#### Task to carry out
Pick every line from the data below that contains the string "delivered" and copy it.

#### Stored data
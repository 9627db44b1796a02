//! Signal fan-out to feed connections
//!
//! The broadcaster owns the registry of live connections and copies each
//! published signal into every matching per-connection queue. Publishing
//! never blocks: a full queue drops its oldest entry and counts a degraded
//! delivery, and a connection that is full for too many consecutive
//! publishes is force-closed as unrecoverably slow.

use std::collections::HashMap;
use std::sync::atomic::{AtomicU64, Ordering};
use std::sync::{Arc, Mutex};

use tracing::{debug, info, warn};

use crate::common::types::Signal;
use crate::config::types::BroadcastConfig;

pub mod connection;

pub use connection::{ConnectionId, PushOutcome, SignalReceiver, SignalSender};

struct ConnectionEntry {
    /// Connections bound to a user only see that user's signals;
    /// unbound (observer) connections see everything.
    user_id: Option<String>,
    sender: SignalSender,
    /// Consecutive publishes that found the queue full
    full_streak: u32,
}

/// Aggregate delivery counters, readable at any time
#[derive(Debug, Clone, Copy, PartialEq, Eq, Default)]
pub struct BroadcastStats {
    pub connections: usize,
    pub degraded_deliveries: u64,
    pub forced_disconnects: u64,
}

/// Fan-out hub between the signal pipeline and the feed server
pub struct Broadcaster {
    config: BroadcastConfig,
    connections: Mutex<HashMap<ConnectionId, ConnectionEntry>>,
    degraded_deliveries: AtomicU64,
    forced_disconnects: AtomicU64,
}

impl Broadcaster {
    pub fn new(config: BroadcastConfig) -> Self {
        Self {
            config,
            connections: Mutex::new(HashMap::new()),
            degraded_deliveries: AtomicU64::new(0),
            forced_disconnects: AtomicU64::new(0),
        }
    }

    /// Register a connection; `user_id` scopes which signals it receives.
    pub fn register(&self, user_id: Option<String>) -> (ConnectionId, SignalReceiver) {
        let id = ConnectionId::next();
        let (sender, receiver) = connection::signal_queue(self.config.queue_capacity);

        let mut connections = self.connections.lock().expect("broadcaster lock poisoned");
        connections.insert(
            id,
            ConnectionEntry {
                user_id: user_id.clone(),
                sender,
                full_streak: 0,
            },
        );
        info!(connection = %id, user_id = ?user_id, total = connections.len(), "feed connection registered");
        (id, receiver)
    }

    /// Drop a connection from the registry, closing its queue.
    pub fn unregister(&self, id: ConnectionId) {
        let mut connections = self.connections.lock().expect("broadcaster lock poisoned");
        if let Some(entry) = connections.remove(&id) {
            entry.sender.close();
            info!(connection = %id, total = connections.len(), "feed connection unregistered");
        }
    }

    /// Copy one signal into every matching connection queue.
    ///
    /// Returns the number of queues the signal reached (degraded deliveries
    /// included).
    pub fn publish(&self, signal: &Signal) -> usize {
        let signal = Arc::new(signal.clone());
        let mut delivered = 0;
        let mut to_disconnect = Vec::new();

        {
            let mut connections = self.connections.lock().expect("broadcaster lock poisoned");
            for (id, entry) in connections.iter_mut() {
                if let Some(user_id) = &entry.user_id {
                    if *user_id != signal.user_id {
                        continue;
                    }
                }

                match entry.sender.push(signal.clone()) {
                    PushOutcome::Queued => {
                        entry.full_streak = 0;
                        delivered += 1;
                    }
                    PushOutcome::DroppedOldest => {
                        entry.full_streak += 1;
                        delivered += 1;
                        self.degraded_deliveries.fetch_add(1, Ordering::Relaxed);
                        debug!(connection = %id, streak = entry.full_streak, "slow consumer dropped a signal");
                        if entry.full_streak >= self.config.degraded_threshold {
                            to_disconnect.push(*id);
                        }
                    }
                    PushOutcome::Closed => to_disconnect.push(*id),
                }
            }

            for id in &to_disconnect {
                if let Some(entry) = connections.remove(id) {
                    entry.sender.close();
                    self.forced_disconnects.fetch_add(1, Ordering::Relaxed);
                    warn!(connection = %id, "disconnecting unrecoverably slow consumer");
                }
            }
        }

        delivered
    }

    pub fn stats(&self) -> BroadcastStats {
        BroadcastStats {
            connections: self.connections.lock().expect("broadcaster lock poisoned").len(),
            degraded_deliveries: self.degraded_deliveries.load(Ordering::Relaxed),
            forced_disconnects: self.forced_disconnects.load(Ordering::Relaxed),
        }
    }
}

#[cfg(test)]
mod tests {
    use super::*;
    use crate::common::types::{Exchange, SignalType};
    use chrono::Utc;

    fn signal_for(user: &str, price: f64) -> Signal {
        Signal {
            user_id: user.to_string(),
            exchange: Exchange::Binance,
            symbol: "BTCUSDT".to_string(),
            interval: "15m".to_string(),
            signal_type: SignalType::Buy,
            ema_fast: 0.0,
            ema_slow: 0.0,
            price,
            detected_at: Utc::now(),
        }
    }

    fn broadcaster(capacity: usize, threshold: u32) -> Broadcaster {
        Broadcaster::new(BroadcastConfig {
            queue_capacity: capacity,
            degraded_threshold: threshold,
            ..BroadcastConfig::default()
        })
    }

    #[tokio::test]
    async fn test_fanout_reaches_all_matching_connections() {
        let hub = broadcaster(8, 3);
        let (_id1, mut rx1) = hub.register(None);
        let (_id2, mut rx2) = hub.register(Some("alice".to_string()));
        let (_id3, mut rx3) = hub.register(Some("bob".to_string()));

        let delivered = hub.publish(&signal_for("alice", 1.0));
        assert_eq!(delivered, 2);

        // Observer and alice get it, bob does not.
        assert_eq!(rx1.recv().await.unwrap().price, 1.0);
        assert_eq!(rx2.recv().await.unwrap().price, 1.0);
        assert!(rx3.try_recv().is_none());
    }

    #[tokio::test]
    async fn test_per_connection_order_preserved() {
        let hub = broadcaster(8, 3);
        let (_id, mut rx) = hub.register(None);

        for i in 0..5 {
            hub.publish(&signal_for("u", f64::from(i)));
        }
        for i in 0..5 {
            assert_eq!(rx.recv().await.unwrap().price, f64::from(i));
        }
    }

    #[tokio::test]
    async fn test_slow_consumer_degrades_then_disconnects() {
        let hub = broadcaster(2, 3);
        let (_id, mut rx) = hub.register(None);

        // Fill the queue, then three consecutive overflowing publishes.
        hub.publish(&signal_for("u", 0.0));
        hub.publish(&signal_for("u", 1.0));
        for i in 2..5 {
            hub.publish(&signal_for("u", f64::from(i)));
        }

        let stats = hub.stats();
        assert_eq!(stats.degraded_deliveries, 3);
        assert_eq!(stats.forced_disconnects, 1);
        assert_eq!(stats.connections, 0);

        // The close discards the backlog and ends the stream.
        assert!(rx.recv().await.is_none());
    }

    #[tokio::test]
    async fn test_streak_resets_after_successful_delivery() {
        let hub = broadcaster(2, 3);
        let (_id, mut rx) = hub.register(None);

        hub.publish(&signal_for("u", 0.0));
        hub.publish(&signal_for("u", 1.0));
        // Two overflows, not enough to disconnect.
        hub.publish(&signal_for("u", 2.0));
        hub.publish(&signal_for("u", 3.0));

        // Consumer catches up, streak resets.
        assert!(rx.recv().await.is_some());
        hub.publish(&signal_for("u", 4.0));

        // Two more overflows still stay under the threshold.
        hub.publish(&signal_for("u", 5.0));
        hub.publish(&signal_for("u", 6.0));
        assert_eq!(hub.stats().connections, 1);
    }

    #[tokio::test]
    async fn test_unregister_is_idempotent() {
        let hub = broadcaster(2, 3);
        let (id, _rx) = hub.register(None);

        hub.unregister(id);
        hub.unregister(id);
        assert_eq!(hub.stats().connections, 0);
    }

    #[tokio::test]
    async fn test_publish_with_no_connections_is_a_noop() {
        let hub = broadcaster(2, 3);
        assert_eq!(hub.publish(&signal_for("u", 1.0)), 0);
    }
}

#### Problem solution
        let mut delivered = 0;
                        delivered += 1;
                        delivered += 1;
        delivered
        let delivered = hub.publish(&signal_for("alice", 1.0));
        assert_eq!(delivered, 2);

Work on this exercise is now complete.